= Assigned task =
Print the records below once again, exactly as they were given.

Collection entries

=-=-=

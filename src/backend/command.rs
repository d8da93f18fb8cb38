//! # Command backend: workers as re-executed copies of the current binary.
//!
//! Each worker is started as `current_exe <same args>` with [`WORKER_ID_ENV`] set,
//! which is how the child learns it is a worker (see [`CommandBackend::detect_role`]).
//! Listening sockets are expected to be shared through the OS (`SO_REUSEPORT`) and
//! are not passed by this backend.
//!
//! ## Primitives
//! ```text
//! fork        ─► tokio::process::Command::spawn + exit watcher task
//! disconnect  ─► SIGTERM to the worker pid
//! destroy     ─► cancels the watcher token ─► Child::start_kill (SIGKILL)
//! exit        ─► watcher sends ExitNotice { code, signal } on the exits channel
//! ```

use std::collections::HashMap;
use std::env;
use std::ffi::OsString;
use std::io;
use std::path::PathBuf;
use std::process::Stdio;

use nix::sys::signal::{Signal, kill};
use nix::unistd::Pid;
use tokio::process::Command;
use tokio_util::sync::CancellationToken;

use super::{ExitNotice, ExitSender, ProcessBackend, Role, WorkerId};
use crate::error::BackendError;

/// Environment variable carrying the worker id into forked workers.
pub const WORKER_ID_ENV: &str = "HERD_WORKER_ID";

/// Bookkeeping for one spawned child.
struct ChildEntry {
    pid: u32,
    destroy: CancellationToken,
}

/// Production [`ProcessBackend`] built on `tokio::process`.
pub struct CommandBackend {
    program: PathBuf,
    args: Vec<OsString>,
    role: Role,
    children: HashMap<WorkerId, ChildEntry>,
}

impl CommandBackend {
    /// Backend that re-executes the current binary with the current arguments.
    pub fn new() -> io::Result<Self> {
        let program = env::current_exe()?;
        let args = env::args_os().skip(1).collect();
        Ok(Self::with_program(program, args))
    }

    /// Backend that starts `program args..` for every worker.
    pub fn with_program(program: impl Into<PathBuf>, args: Vec<OsString>) -> Self {
        Self {
            program: program.into(),
            args,
            role: Self::detect_role(),
            children: HashMap::new(),
        }
    }

    /// Reads [`WORKER_ID_ENV`]: present and numeric means this process is a worker.
    pub fn detect_role() -> Role {
        env::var(WORKER_ID_ENV)
            .ok()
            .and_then(|raw| raw.parse::<WorkerId>().ok())
            .map_or(Role::Master, Role::Worker)
    }

    fn entry(&self, worker: WorkerId) -> Result<&ChildEntry, BackendError> {
        self.children
            .get(&worker)
            .ok_or(BackendError::UnknownWorker(worker))
    }
}

impl ProcessBackend for CommandBackend {
    fn role(&self) -> Role {
        self.role
    }

    fn fork(&mut self, worker: WorkerId, exits: ExitSender) -> Result<u32, BackendError> {
        let mut child = Command::new(&self.program)
            .args(&self.args)
            .env(WORKER_ID_ENV, worker.get().to_string())
            .stdin(Stdio::null())
            .kill_on_drop(true)
            .spawn()?;
        let pid = child
            .id()
            .ok_or_else(|| io::Error::other("worker exited before its pid was read"))?;

        let destroy = CancellationToken::new();
        let token = destroy.clone();
        tokio::spawn(async move {
            let status = tokio::select! {
                status = child.wait() => status,
                _ = token.cancelled() => {
                    let _ = child.start_kill();
                    child.wait().await
                }
            };
            let notice = match status {
                Ok(status) => ExitNotice::from_status(worker, status),
                // status unavailable
                Err(_) => ExitNotice {
                    worker,
                    code: None,
                    signal: None,
                },
            };
            let _ = exits.send(notice);
        });

        self.children.insert(worker, ChildEntry { pid, destroy });
        Ok(pid)
    }

    fn disconnect(&mut self, worker: WorkerId) -> Result<(), BackendError> {
        let pid = self.entry(worker)?.pid;
        kill(Pid::from_raw(pid as i32), Signal::SIGTERM)
            .map_err(|errno| BackendError::Signal { pid, errno })
    }

    fn destroy(&mut self, worker: WorkerId) -> Result<(), BackendError> {
        self.entry(worker)?.destroy.cancel();
        Ok(())
    }

    fn release(&mut self, worker: WorkerId) {
        self.children.remove(&worker);
    }
}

=-=-=

= Result =
filename src/backend/command.rs
repository d8da93f18fb8cb38
//! # Command backend: workers as re-executed copies of the current binary.
//!
//! Each worker is started as `current_exe <same args>` with [`WORKER_ID_ENV`] set,
//! which is how the child learns it is a worker (see [`CommandBackend::detect_role`]).
//! Listening sockets are expected to be shared through the OS (`SO_REUSEPORT`) and
//! are not passed by this backend.
//!
//! ## Primitives
//! ```text
//! fork        ─► tokio::process::Command::spawn + exit watcher task
//! disconnect  ─► SIGTERM to the worker pid
//! destroy     ─► cancels the watcher token ─► Child::start_kill (SIGKILL)
//! exit        ─► watcher sends ExitNotice { code, signal } on the exits channel
//! ```

use std::collections::HashMap;
use std::env;
use std::ffi::OsString;
use std::io;
use std::path::PathBuf;
use std::process::Stdio;

use nix::sys::signal::{Signal, kill};
use nix::unistd::Pid;
use tokio::process::Command;
use tokio_util::sync::CancellationToken;

use super::{ExitNotice, ExitSender, ProcessBackend, Role, WorkerId};
use crate::error::BackendError;

/// Environment variable carrying the worker id into forked workers.
pub const WORKER_ID_ENV: &str = "HERD_WORKER_ID";

/// Bookkeeping for one spawned child.
struct ChildEntry {
    pid: u32,
    destroy: CancellationToken,
}

/// Production [`ProcessBackend`] built on `tokio::process`.
pub struct CommandBackend {
    program: PathBuf,
    args: Vec<OsString>,
    role: Role,
    children: HashMap<WorkerId, ChildEntry>,
}

impl CommandBackend {
    /// Backend that re-executes the current binary with the current arguments.
    pub fn new() -> io::Result<Self> {
        let program = env::current_exe()?;
        let args = env::args_os().skip(1).collect();
        Ok(Self::with_program(program, args))
    }

    /// Backend that starts `program args..` for every worker.
    pub fn with_program(program: impl Into<PathBuf>, args: Vec<OsString>) -> Self {
        Self {
            program: program.into(),
            args,
            role: Self::detect_role(),
            children: HashMap::new(),
        }
    }

    /// Reads [`WORKER_ID_ENV`]: present and numeric means this process is a worker.
    pub fn detect_role() -> Role {
        env::var(WORKER_ID_ENV)
            .ok()
            .and_then(|raw| raw.parse::<WorkerId>().ok())
            .map_or(Role::Master, Role::Worker)
    }

    fn entry(&self, worker: WorkerId) -> Result<&ChildEntry, BackendError> {
        self.children
            .get(&worker)
            .ok_or(BackendError::UnknownWorker(worker))
    }
}

impl ProcessBackend for CommandBackend {
    fn role(&self) -> Role {
        self.role
    }

    fn fork(&mut self, worker: WorkerId, exits: ExitSender) -> Result<u32, BackendError> {
        let mut child = Command::new(&self.program)
            .args(&self.args)
            .env(WORKER_ID_ENV, worker.get().to_string())
            .stdin(Stdio::null())
            .kill_on_drop(true)
            .spawn()?;
        let pid = child
            .id()
            .ok_or_else(|| io::Error::other("worker exited before its pid was read"))?;

        let destroy = CancellationToken::new();
        let token = destroy.clone();
        tokio::spawn(async move {
            let status = tokio::select! {
                status = child.wait() => status,
                _ = token.cancelled() => {
                    let _ = child.start_kill();
                    child.wait().await
                }
            };
            let notice = match status {
                Ok(status) => ExitNotice::from_status(worker, status),
                // status unavailable
                Err(_) => ExitNotice {
                    worker,
                    code: None,
                    signal: None,
                },
            };
            let _ = exits.send(notice);
        });

        self.children.insert(worker, ChildEntry { pid, destroy });
        Ok(pid)
    }

    fn disconnect(&mut self, worker: WorkerId) -> Result<(), BackendError> {
        let pid = self.entry(worker)?.pid;
        kill(Pid::from_raw(pid as i32), Signal::SIGTERM)
            .map_err(|errno| BackendError::Signal { pid, errno })
    }

    fn destroy(&mut self, worker: WorkerId) -> Result<(), BackendError> {
        self.entry(worker)?.destroy.cancel();
        Ok(())
    }

    fn release(&mut self, worker: WorkerId) {
        self.children.remove(&worker);
    }
}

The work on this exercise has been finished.